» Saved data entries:
┏━━
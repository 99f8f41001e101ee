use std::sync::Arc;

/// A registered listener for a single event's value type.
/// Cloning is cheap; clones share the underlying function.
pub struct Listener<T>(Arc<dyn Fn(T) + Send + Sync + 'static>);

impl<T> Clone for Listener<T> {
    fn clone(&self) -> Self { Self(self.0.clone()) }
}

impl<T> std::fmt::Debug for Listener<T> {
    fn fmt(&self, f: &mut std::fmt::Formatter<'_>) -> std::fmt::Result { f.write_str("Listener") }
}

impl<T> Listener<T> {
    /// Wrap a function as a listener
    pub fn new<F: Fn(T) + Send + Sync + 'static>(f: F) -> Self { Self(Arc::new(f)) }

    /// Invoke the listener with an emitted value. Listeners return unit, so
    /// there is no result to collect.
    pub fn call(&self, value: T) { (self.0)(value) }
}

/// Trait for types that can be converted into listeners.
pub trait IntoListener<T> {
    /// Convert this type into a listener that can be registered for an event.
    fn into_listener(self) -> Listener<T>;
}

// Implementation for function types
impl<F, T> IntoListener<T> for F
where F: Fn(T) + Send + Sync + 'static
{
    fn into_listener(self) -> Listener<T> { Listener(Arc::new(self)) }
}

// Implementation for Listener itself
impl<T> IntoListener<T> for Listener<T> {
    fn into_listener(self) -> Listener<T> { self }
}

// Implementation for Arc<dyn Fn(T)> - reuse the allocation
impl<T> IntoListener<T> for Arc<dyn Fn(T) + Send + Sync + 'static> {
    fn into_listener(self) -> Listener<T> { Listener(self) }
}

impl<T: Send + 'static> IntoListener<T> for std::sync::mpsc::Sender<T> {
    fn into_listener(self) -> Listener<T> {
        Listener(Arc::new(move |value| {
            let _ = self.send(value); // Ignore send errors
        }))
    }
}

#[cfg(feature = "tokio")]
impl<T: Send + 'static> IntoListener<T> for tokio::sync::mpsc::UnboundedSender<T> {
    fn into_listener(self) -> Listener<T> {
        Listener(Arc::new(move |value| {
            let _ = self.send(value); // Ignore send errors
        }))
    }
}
┗━━
┏━━
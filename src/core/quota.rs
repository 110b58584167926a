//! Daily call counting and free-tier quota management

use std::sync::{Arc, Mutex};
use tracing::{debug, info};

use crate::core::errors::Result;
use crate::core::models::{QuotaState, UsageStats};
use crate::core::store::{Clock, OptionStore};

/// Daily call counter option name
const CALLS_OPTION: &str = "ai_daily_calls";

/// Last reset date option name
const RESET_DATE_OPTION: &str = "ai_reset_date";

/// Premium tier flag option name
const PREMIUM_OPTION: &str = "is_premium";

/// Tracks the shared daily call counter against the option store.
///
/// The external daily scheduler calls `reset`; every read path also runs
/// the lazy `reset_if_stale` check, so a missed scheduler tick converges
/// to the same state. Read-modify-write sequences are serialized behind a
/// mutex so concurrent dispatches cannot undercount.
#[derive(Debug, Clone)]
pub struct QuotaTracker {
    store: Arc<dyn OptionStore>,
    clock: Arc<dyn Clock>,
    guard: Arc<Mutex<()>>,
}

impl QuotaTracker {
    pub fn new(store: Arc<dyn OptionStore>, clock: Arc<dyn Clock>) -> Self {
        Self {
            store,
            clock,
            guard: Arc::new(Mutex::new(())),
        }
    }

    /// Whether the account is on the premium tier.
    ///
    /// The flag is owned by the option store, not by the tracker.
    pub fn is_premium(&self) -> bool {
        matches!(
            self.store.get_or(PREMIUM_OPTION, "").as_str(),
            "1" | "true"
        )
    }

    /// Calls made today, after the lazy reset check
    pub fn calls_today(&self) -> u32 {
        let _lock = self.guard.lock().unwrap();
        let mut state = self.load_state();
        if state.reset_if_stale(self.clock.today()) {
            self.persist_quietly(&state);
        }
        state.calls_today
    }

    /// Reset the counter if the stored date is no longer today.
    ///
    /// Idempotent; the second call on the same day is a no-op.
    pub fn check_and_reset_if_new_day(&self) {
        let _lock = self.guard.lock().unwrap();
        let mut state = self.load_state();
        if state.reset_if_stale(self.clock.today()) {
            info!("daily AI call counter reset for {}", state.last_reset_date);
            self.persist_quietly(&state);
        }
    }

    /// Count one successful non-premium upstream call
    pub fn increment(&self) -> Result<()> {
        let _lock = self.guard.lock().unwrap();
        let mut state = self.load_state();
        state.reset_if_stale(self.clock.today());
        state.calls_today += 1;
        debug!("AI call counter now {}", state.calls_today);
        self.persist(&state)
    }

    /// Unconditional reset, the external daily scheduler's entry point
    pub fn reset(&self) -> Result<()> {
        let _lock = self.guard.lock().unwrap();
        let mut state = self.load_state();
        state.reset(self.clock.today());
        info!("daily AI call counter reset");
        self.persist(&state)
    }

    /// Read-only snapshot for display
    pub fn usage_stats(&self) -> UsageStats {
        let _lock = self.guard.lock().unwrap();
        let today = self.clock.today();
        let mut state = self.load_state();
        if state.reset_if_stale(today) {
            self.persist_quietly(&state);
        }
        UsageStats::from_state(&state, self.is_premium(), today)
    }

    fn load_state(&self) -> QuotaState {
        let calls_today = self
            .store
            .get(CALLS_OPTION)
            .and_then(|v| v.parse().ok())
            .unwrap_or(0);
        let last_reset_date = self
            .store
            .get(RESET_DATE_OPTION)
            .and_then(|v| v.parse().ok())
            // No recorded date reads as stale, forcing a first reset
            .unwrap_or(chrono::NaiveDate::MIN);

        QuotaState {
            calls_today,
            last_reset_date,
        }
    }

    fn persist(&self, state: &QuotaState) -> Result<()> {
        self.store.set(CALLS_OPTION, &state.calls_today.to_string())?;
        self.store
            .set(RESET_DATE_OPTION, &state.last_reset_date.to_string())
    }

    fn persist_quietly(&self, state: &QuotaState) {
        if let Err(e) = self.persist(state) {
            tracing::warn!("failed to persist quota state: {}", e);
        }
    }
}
┗━━
┏━━
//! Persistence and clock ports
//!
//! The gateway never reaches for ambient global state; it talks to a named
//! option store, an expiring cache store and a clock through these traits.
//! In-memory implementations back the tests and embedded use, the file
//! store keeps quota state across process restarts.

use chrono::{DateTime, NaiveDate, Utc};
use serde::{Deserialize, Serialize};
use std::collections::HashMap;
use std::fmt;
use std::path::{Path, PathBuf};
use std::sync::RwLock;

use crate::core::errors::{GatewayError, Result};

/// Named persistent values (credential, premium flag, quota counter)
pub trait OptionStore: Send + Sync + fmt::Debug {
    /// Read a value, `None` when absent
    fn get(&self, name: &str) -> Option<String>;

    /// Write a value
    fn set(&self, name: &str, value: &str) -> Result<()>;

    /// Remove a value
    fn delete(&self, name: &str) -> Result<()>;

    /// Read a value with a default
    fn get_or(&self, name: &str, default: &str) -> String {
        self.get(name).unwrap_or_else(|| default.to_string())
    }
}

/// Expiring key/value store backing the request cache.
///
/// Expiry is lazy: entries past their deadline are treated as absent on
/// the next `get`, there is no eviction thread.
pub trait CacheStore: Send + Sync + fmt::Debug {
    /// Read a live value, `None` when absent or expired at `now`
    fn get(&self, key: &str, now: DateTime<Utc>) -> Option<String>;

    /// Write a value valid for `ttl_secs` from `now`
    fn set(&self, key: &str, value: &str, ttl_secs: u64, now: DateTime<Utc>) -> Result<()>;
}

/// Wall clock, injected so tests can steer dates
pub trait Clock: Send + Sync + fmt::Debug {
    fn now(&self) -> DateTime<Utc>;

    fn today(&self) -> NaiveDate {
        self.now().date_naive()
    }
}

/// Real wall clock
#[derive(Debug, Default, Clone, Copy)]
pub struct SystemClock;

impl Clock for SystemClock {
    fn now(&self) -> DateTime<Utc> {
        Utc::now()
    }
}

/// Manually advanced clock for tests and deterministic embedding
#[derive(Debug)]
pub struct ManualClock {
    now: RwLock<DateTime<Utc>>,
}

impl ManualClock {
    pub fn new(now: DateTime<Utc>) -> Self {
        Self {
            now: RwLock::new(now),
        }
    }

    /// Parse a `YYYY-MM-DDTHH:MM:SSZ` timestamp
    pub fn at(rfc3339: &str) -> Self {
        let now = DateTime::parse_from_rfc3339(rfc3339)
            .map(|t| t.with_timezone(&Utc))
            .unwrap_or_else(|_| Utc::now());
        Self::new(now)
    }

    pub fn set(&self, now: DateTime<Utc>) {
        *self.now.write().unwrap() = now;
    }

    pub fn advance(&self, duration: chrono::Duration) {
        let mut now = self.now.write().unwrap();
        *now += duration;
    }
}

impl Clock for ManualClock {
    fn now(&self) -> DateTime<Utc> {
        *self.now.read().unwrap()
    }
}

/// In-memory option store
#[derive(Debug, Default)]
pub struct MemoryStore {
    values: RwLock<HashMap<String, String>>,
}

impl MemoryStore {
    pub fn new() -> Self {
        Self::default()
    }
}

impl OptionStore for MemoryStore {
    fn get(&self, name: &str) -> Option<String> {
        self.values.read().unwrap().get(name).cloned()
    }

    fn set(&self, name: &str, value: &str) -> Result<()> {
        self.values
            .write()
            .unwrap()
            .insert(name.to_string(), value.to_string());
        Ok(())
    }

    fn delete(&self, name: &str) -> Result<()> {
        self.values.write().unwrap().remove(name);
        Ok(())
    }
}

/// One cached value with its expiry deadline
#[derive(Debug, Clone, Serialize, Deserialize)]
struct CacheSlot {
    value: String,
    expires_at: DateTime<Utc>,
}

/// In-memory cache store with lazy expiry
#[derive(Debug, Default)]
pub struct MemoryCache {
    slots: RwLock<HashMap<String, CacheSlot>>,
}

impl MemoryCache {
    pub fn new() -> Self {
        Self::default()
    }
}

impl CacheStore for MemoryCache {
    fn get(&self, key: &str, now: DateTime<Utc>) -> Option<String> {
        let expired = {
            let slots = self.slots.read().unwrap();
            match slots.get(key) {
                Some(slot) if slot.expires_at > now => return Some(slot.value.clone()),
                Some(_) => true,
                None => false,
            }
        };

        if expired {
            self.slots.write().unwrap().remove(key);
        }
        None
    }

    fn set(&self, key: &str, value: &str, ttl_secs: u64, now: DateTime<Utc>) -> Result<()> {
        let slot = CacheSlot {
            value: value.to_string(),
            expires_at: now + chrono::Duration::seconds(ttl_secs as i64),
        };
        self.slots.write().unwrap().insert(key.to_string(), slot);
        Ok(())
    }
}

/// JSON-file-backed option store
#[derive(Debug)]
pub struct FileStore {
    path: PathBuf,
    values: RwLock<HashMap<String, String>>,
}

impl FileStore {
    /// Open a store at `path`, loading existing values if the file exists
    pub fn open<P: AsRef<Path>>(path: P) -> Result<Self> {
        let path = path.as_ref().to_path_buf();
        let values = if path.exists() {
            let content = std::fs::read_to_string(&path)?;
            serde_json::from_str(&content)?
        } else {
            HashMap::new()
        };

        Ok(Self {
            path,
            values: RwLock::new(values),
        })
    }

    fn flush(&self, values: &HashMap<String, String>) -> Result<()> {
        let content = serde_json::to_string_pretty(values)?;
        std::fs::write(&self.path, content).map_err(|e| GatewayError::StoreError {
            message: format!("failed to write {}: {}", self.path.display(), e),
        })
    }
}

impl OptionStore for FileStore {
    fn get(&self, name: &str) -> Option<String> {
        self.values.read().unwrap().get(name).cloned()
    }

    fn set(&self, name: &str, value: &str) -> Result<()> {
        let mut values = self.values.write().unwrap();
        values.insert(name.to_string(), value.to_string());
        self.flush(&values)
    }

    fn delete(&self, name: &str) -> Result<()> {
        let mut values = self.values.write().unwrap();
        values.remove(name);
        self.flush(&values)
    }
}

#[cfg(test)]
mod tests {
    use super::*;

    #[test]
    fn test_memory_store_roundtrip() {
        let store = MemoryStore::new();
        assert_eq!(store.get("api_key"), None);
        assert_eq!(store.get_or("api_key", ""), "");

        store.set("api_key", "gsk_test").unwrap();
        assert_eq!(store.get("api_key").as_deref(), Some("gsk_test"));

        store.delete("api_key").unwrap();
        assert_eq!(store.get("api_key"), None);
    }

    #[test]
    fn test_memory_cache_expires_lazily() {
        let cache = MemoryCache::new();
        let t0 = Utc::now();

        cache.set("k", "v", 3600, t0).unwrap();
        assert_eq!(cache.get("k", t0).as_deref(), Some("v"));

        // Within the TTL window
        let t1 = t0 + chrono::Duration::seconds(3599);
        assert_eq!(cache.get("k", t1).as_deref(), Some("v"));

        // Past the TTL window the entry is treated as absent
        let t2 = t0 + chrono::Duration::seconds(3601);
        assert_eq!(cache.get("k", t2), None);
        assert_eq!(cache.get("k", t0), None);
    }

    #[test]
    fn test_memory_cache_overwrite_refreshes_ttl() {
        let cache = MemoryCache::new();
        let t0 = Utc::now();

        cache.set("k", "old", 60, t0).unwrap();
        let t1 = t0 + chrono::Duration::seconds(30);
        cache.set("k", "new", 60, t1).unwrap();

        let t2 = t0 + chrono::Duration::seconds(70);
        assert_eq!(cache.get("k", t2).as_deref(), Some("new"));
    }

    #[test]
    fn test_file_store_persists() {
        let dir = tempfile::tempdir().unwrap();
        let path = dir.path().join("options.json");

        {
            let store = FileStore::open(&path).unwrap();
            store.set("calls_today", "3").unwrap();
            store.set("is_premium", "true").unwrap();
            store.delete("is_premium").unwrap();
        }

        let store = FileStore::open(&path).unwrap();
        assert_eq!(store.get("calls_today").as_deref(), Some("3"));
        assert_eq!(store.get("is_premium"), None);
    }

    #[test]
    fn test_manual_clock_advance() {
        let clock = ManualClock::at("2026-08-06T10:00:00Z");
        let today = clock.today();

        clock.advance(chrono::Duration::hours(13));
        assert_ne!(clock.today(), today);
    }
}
┗━━
» ASSIGNED TASK:
Set down, unchanged, only those lines above that fall between the line with "repository 99f8f41001e101ee" and the line with "for an event.", the two end lines included.

» SOLUTION TO THIS TASK:
repository 99f8f41001e101ee
use std::sync::Arc;

/// A registered listener for a single event's value type.
/// Cloning is cheap; clones share the underlying function.
pub struct Listener<T>(Arc<dyn Fn(T) + Send + Sync + 'static>);

impl<T> Clone for Listener<T> {
    fn clone(&self) -> Self { Self(self.0.clone()) }
}

impl<T> std::fmt::Debug for Listener<T> {
    fn fmt(&self, f: &mut std::fmt::Formatter<'_>) -> std::fmt::Result { f.write_str("Listener") }
}

impl<T> Listener<T> {
    /// Wrap a function as a listener
    pub fn new<F: Fn(T) + Send + Sync + 'static>(f: F) -> Self { Self(Arc::new(f)) }

    /// Invoke the listener with an emitted value. Listeners return unit, so
    /// there is no result to collect.
    pub fn call(&self, value: T) { (self.0)(value) }
}

/// Trait for types that can be converted into listeners.
pub trait IntoListener<T> {
    /// Convert this type into a listener that can be registered for an event.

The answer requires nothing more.